Tag: Religious Studies
China Historical Christian Database (1550-1950)
The China Historical Christian Database (CHCD) quantifies and visualizes the place of Christianity in modern China (1550-1950). It provides users the tools to discover where every Christian church, school, hospital, orphanage, publishing house, and the like were located in China, and it documents who worked inside those buildings, both foreign and Chinese. Collectively, this information creates spatial maps and generates relational networks that reveal where, when, and how Western ideas, technologies, and practices entered China. Simultaneously, it uncovers how and through whom Chinese ideas, technologies, and practices were conveyed to the West.
The Virtual St Paul’s Cathedral Project
The Virtual St Paul’s Cathedral Project recreates two full days in St Paul’s Cathedral — an ordinary (or ferial) day, the Tuesday after the First Sunday in Advent in 1625 and a Festival Day, Easter Sunday in 1624. These services reflect, in the choice of music and in other ways, differences in style of performance reflecting the difference between a festival, or special occasion and an ordinary, everyday occasion.
The Virtual St Paul’s Cathedral Project contains resources for understanding worship in English cathedrals and parish churches in the early seventeenth century. Chief among them are auralized recordings of the services appointed for use every day of the year — the Divine Services of Morning Prayer (Matins) and Evening Prayer (Evensong) — as well as services appointed for a narrower range of days — (the Great Litany, appointed for Wednesdays, Fridays, and Sundays and Holy Communion, appointed for Sundays and Holy Days).

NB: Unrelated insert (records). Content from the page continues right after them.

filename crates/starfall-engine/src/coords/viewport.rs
use super::{Rect, Vec2};

/// Viewport size in logical pixels.
///
/// Renderers treat this as the coordinate basis for converting logical px
/// positions to NDC. The starfield uses it as the drawable surface extent.
#[derive(Debug, Copy, Clone, Default, PartialEq)]
pub struct Viewport {
    pub width: f32,
    pub height: f32,
}

impl Viewport {
    #[inline]
    pub const fn new(width: f32, height: f32) -> Self {
        Self { width, height }
    }

    #[inline]
    pub fn is_valid(self) -> bool {
        self.width > 0.0 && self.height > 0.0 && self.width.is_finite() && self.height.is_finite()
    }

    /// Center point of the viewport.
    #[inline]
    pub fn center(self) -> Vec2 {
        Vec2::new(self.width / 2.0, self.height / 2.0)
    }

    /// Full-surface rectangle anchored at the origin.
    #[inline]
    pub fn bounds(self) -> Rect {
        Rect::new(0.0, 0.0, self.width, self.height)
    }

    /// Closed-interval containment: `[0, width] × [0, height]`.
    #[inline]
    pub fn contains_inclusive(self, p: Vec2) -> bool {
        p.x >= 0.0 && p.x <= self.width && p.y >= 0.0 && p.y <= self.height
    }
}

#[cfg(test)]
mod tests {
    use super::*;

    #[test]
    fn center_is_half_extent() {
        assert_eq!(Viewport::new(800.0, 600.0).center(), Vec2::new(400.0, 300.0));
    }

    #[test]
    fn inclusive_containment_accepts_edges() {
        let vp = Viewport::new(800.0, 600.0);
        assert!(vp.contains_inclusive(Vec2::new(0.0, 0.0)));
        assert!(vp.contains_inclusive(Vec2::new(800.0, 600.0)));
        assert!(!vp.contains_inclusive(Vec2::new(800.5, 10.0)));
        assert!(!vp.contains_inclusive(Vec2::new(10.0, -0.5)));
    }

    #[test]
    fn zero_extent_is_invalid() {
        assert!(!Viewport::new(0.0, 600.0).is_valid());
        assert!(Viewport::new(1.0, 1.0).is_valid());
    }
}
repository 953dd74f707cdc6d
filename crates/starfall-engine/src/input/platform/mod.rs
//! Platform event translation.

pub(crate) mod winit;
use bytemuck::{Pod, Zeroable};

use crate::render::{RenderCtx, RenderTarget};
use crate::scene::{DrawCmd, DrawList};

use super::common::{color_array, InstancedPipeline};

/// Renderer for `DrawCmd::Circle`.
///
/// Circles are anti-aliased over one logical pixel at the edge. Sub-pixel
/// radii still produce a faint dot rather than vanishing, which keeps
/// distant stars visible.
pub struct CircleRenderer {
    pipeline: InstancedPipeline,
    instances: Vec<CircleInstance>,
}

impl Default for CircleRenderer {
    fn default() -> Self {
        Self::new()
    }
}

impl CircleRenderer {
    pub fn new() -> Self {
        Self {
            pipeline: InstancedPipeline::new(
                "circle",
                include_str!("shaders/circle.wgsl"),
                CircleInstance::layout(),
            ),
            instances: Vec::new(),
        }
    }

    pub fn render(
        &mut self,
        ctx: &RenderCtx<'_>,
        target: &mut RenderTarget<'_>,
        draw_list: &mut DrawList,
    ) {
        self.instances.clear();

        for item in draw_list.iter_in_paint_order() {
            let DrawCmd::Circle(cmd) = &item.cmd else { continue };

            if cmd.radius <= 0.0 || !cmd.radius.is_finite() || !cmd.center.is_finite() {
                continue;
            }

            self.instances.push(CircleInstance {
                center: [cmd.center.x, cmd.center.y],
                radius: [cmd.radius, 0.0],
                color: color_array(cmd.color),
            });
        }

        self.pipeline.draw(ctx, target, &self.instances);
    }
}

/// Instance data layout (32 bytes):
///
///  offset  0  center  [f32; 2]   loc 1
///  offset  8  radius  [f32; 2]   loc 2  (.x = radius, .y unused)
///  offset 16  color   [f32; 4]   loc 3  (premultiplied)
#[repr(C)]
#[derive(Debug, Copy, Clone, Pod, Zeroable)]
struct CircleInstance {
    center: [f32; 2],
    radius: [f32; 2],
    color: [f32; 4],
}

impl CircleInstance {
    const ATTRS: [wgpu::VertexAttribute; 3] = wgpu::vertex_attr_array![
        1 => Float32x2, // center
        2 => Float32x2, // radius
        3 => Float32x4  // color
    ];

    fn layout() -> wgpu::VertexBufferLayout<'static> {
        wgpu::VertexBufferLayout {
            array_stride: std::mem::size_of::<CircleInstance>() as u64,
            step_mode: wgpu::VertexStepMode::Instance,
            attributes: &Self::ATTRS,
        }
    }
}
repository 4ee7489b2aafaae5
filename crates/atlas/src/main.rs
//! `atlas`: generate, inspect and animate procedural star systems.

use std::path::PathBuf;

use clap::{Args, Parser, Subcommand};
use color_eyre::eyre::{self, OptionExt, WrapErr};
use forge::{GeneratorConfig, generate_system, generate_system_named, generate_universe};
use orbits::OrbitalSystem;
use rand::SeedableRng;
use rand_chacha::ChaChaRng;
use star_system::{BodyId, CelestialBody, Ship, StarSystem, catalog_name, seed_from_name};
use tracing::{debug, info};
use tracing_subscriber::{EnvFilter, layer::SubscriberExt, util::SubscriberInitExt};

mod render;


#[derive(Debug, Parser)]
#[command(name = "atlas", version, about = "Procedural star-system atlas")]
struct Cli {
    #[command(subcommand)]
    command: Command,
}

#[derive(Debug, Subcommand)]
enum Command {
    /// Generate a universe of uniquely named systems
    Universe {
        #[arg(long, default_value_t = 10)]
        systems: usize,
        /// Mean planet count per system
        #[arg(long, default_value_t = 3.0)]
        lambda: f64,
        #[arg(long, default_value_t = 0)]
        seed: u64,
        #[arg(long)]
        config: Option<PathBuf>,
        /// Write the universe as JSON to this file
        #[arg(long)]
        snapshot: Option<PathBuf>,
    },
    /// Generate one system and print its body tree
    System {
        #[command(flatten)]
        system: SystemArgs,
        /// Dock a ship with this name at the star
        #[arg(long)]
        ship: Option<String>,
    },
    /// Scan a body of a generated system and print its surface
    Scan {
        #[command(flatten)]
        system: SystemArgs,
        #[arg(long)]
        body: String,
    },
    /// Load an orbit tree from JSON and print absolute positions
    Orbits {
        #[arg(long)]
        input: PathBuf,
        #[arg(long, default_value_t = 0.0)]
        age: f64,
        /// Also sample each orbit curve with this many points
        #[arg(long, default_value_t = 0)]
        samples: usize,
    },
    /// Generate a system and print its orbital view at an age
    View {
        #[command(flatten)]
        system: SystemArgs,
        #[arg(long, default_value_t = 0.0)]
        age: f64,
    },
}

#[derive(Debug, Args)]
struct SystemArgs {
    /// Catalog name; drawn from the seed when omitted
    #[arg(long)]
    name: Option<String>,
    #[arg(long, default_value_t = 5)]
    planets: usize,
    /// Stream seed; the name seeds the system when omitted
    #[arg(long)]
    seed: Option<u64>,
    #[arg(long)]
    config: Option<PathBuf>,
    /// Restrict the star to these spectral classes
    #[arg(long = "class")]
    classes: Vec<String>,
}

fn load_config(path: Option<&PathBuf>) -> eyre::Result<GeneratorConfig> {
    match path {
        Some(path) => GeneratorConfig::from_toml_file(path)
            .wrap_err_with(|| format!("loading {}", path.display())),
        None => Ok(GeneratorConfig::default()),
    }
}

fn build_system(args: &SystemArgs) -> eyre::Result<StarSystem> {
    let mut config = load_config(args.config.as_ref())?;
    if !args.classes.is_empty() {
        config.restrict_spectral_classes(args.classes.iter().map(String::as_str))?;
    }

    let name = match &args.name {
        Some(name) => name.clone(),
        None => catalog_name(&mut ChaChaRng::seed_from_u64(args.seed.unwrap_or_default())),
    };
    let system = match args.seed {
        Some(seed) => {
            let mut rng = ChaChaRng::seed_from_u64(seed);
            generate_system(&config, 1, &name, args.planets, &mut rng)?
        }
        None => generate_system_named(&config, 1, &name, args.planets)?,
    };
    debug!(system = %system.name, bodies = system.star.subtree_len(), "system ready");
    Ok(system)
}

fn run(command: Command) -> eyre::Result<()> {
    match command {
        Command::Universe {
            systems,
            lambda,
            seed,
            config,
            snapshot,
        } => {
            let config = load_config(config.as_ref())?;
            let universe = generate_universe(&config, systems, lambda, seed)?;
            print!("{}", render::universe_summary(&universe));

            if let Some(path) = snapshot {
                std::fs::write(&path, universe.to_snapshot_json()?)
                    .wrap_err_with(|| format!("writing {}", path.display()))?;
                info!(path = %path.display(), "snapshot written");
            }
        }
        Command::System { system, ship } => {
            let mut system = build_system(&system)?;
            if let Some(ship_name) = ship {
                let star = system.star.name.clone();
                let vessel = CelestialBody::ship(BodyId(0), ship_name, Ship::default());
                system
                    .dock_ship(vessel, &star)
                    .map_err(|(err, _)| err)?;
            }
            print!("{}", render::system_tree(&system));
        }
        Command::Scan { system, body } => {
            let mut system = build_system(&system)?;
            let mut rng = ChaChaRng::seed_from_u64(seed_from_name(&body));
            let surface = system.scan(&body, &mut rng)?.clone();

            let scanned = system
                .find_by_name(&body)
                .ok_or_eyre("scanned body vanished")?;
            if let Some(card) = render::body_card(scanned) {
                print!("{}", card);
            }
            print!("{}", render::scan_report(scanned, &surface));
        }
        Command::Orbits {
            input,
            age,
            samples,
        } => {
            let json = std::fs::read_to_string(&input)
                .wrap_err_with(|| format!("reading {}", input.display()))?;
            let orbits = OrbitalSystem::from_json_str(&json)?;
            info!(system = %orbits.name, bodies = orbits.body_count(), "orbit tree loaded");

            print!("{}", render::positions(age, &orbits.positions_at(age)));
            if samples > 0 {
                print!("{}", render::traces(&orbits.traces_at(age, samples)));
            }
        }
        Command::View { system, age } => {
            let system = build_system(&system)?;
            let view = system.orbital_view();
            print!("{}", render::positions(age, &view.positions_at(age)));
        }
    }
    Ok(())
}

fn main() -> eyre::Result<()> {
    color_eyre::install()?;
    tracing_subscriber::registry()
        .with(tracing_subscriber::fmt::layer().with_writer(std::io::stderr))
        .with(EnvFilter::from_default_env())
        .init();

    let cli = Cli::parse();
    run(cli.command)
}
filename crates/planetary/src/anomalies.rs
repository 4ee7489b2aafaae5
//! Anomaly survey attached to a body by a surface scan.

use rand::Rng;
use rand::seq::IndexedRandom;
use rand_chacha::ChaChaRng;
use serde::{Deserialize, Serialize};

pub const ATMOSPHERIC_ANOMALIES: [&str; 21] = [
    "High altitude winds",
    "Perpetual lightning storms",
    "Toxic cloud layers",
    "Radioactive fog",
    "Aurora storms",
    "Magnetic field inversion",
    "Supercooled jet streams",
    "Acid rain",
    "Invisible atmosphere (light-bending gases)",
    "Supersonic wind tunnels",
    "Atmospheric plasma arcs",
    "Anti-gravity turbulence",
    "Floating ice crystals",
    "Localized firestorms",
    "Cryogenic vapor flows",
    "Volcanic gas haze",
    "Electrical vortexes",
    "Photosensitive dust storms",
    "Organic spore clouds",
    "Methane monsoons",
    "Blackout storms (EM disruption)",
];

pub const TERRAIN_ANOMALIES: [&str; 21] = [
    "Sand planet",
    "Shifting landmasses",
    "Crystal growth fields",
    "Magnetized rock plains",
    "Lava lakes",
    "Living terrain (biological surface)",
    "Bone deserts (fossil remains)",
    "Active tectonic fault zones",
    "Mirror-smooth rock formations",
    "Ultradense gravity wells",
    "Color-changing soil",
    "Cactus forests with silicon spines",
    "Geothermal geyser fields",
    "Salt flat mirage zones",
    "Frozen lightning scars",
    "Radioactive boulder fields",
    "Metallic dunes",
    "Tectonic breathing zones",
    "Alien monolith ruins",
    "Acoustic canyons (resonant stone)",
    "Hovering rock islands",
];

pub const UNDERGROUND_ANOMALIES: [&str; 21] = [
    "Underground oceans",
    "Hollow planetary core",
    "Subsurface fungal networks",
    "Thermal crystal caverns",
    "Ancient alien tunnels",
    "Volatile gas pockets",
    "Living cave systems",
    "Superconductive ore veins",
    "Bioluminescent cavern walls",
    "Dark matter sinkholes",
    "Magnetic cave mazes",
    "Sentient crystal formations",
    "Glowing geothermal rivers",
    "Prehistoric DNA vaults",
    "Petrified underground forests",
    "Resonant mineral chambers",
    "Shifting subterranean corridors",
    "Toxic mineral sludge",
    "Time-warp chambers",
    "Corrosive acid springs",
    "Silicon-based fossil beds",
];

/// Between one and three distinct findings per layer.
#[derive(Debug, Clone, PartialEq, Eq, Default, Serialize, Deserialize)]
pub struct Anomalies {
    pub atmospheric: Vec<String>,
    pub terrain: Vec<String>,
    pub underground: Vec<String>,
}

impl Anomalies {
    pub fn sample(rng: &mut ChaChaRng) -> Self {
        Self {
            atmospheric: pick_findings(rng, &ATMOSPHERIC_ANOMALIES),
            terrain: pick_findings(rng, &TERRAIN_ANOMALIES),
            underground: pick_findings(rng, &UNDERGROUND_ANOMALIES),
        }
    }

    pub fn len(&self) -> usize {
        self.atmospheric.len() + self.terrain.len() + self.underground.len()
    }

    pub fn is_empty(&self) -> bool {
        self.len() == 0
    }
}

fn pick_findings(rng: &mut ChaChaRng, pool: &[&str]) -> Vec<String> {
    let count = rng.random_range(1..=3);
    pool.choose_multiple(rng, count)
        .map(|finding| finding.to_string())
        .collect()
}
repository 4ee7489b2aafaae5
//! Catalog names and name-derived seeds.

use rand::Rng;
use rand_chacha::ChaChaRng;
use uuid::Uuid;

/// Draw a catalog designation: three uppercase letters, a dash, four digits.
///
/// Provides 26³ × 10⁴ ≈ 175.8 million combinations. Uniqueness against an
/// existing set is the caller's job (see [`Universe::unused_name`](crate::Universe::unused_name)).
///
/// # Example
/// ```
/// use rand::SeedableRng;
/// use rand_chacha::ChaChaRng;
/// use star_system::{catalog_name, is_catalog_name};
///
/// let mut rng = ChaChaRng::seed_from_u64(42);
/// let name = catalog_name(&mut rng);
/// assert_eq!(name.len(), 8);
/// assert!(is_catalog_name(&name));
/// ```
pub fn catalog_name(rng: &mut ChaChaRng) -> String {
    let prefix: String = (0..3)
        .map(|_| (b'A' + rng.random_range(0..26u8)) as char)
        .collect();
    let number: u16 = rng.random_range(0..10_000);
    format!("{}-{:04}", prefix, number)
}

/// Whether `name` has the `ABC-1234` catalog shape.
pub fn is_catalog_name(name: &str) -> bool {
    let bytes = name.as_bytes();
    bytes.len() == 8
        && bytes[..3].iter().all(u8::is_ascii_uppercase)
        && bytes[3] == b'-'
        && bytes[4..].iter().all(u8::is_ascii_digit)
}

/// Derive a u64 RNG seed from a human-readable name
///
/// The name is hashed into a UUID v5 and the first 8 bytes are used, so the
/// same name always reproduces the same system.
pub fn seed_from_name(name: &str) -> u64 {
    Uuid::new_v5(&Uuid::NAMESPACE_OID, name.as_bytes())
        .as_u64_pair()
        .0
}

The Virtual Paul’s Cross Project
The Virtual Paul’s Cross Project uses digital modeling technology to create the experience of hearing John Donne’s sermon for Gunpowder Day, November 5th, 1622, from within a detailed visual and acoustic model of Paul’s Churchyard. The user can hear Donne’s sermon unfold in real time from 8 different positions in the Churchyard and in the presence of 4 different sizes of crowd, all the while immersed in the sounds of early modern London.
The Virtual Paul’s Cross Project enables us to experience Donne’s sermon as a performed event that unfolds in real time as a complement to our ability to study it as a printed text or theological essay.
The Virtual Trinity Chapel Project
The Virtual Trinity Chapel Project brings together an extensive array of materials documenting the Service of Consecration for Trinity Chapel, Lincoln’s Inn, on Thursday, May 22nd, 1623. Materials include visual models recreating the interior and exterior of Trinity Chapel on that occasion, as well as documents describing what happened, who took part, and what they made of it afterwards.
The service of Consecration for Trinity Chapel turns out to have been one of the most fully documented worship services to take place in England in the early modern period. As a result, we have been able to recreate a remarkably detailed, almost minute-by-minute account of the service itself, as well as what some of those in attendance made of it in retrospect.
The Virtual John Donne Project
The Virtual John Donne Project uses digital modeling technology to to enable users to explore the lived religion of England in the early seventeenth century. This site provides quick access to visual and acoustic recreations of worship services and preaching inside St Paul’s Cathedral and in Paul’s Churchyard, as well as inside Trinity Chapel at Lincoln’s Inn, while John Donne was Dean of St Paul’s Cathedral.
Our goal is to recreate worship services in the specific settings of their original performance so they may be experienced as they unfold in real time. To the vast majority of the English the reformed Church of England was defined by the occasions of corporate, liturgical, and sacramental worship they participated in and were formed by. These services brought the private events of their lives — from birth to marriage to death — into the realm of public life.
Post-Reformation Digital Library
http://www.prdl.org/
A select database of digital books relating to the development of theology and philosophy during the Reformation and Post-Reformation/Early Modern Era (late 15th-18th c.). Late medieval and patristic works printed and referenced in the early modern era are also included. The PRDL is a project of the Junius Institute for Digital Reformation Research.
John Foxe’s The Acts and Monuments Online
http://www.johnfoxe.org/
Includes the unabridged texts of the four editions of this massive work published in John Foxe’s lifetime (1563, 1570, 1576, 1583). Search and view modern transcriptions that keep as close as possible to the original texts, identify the individuals and places that are mentioned in the text, and explore the latest scholarship to understand the sources upon which it was based, and the purposes for which they were deployed. Facsimiles of all the woodcut illustrations in the text can be viewed along with commentaries. Significant passages in Latin and Greek are translated.
Islam and the Middle East
https://www.cambridge.org/core/journals/renaissance-quarterly/collections/islam-and-the-middle-east
Collection of articles and book reviews from Renaissance Quarterly, available on Cambridge Core
Pico project
Texts, translations, and studies of Pico della Mirandola’s De hominis dignitate.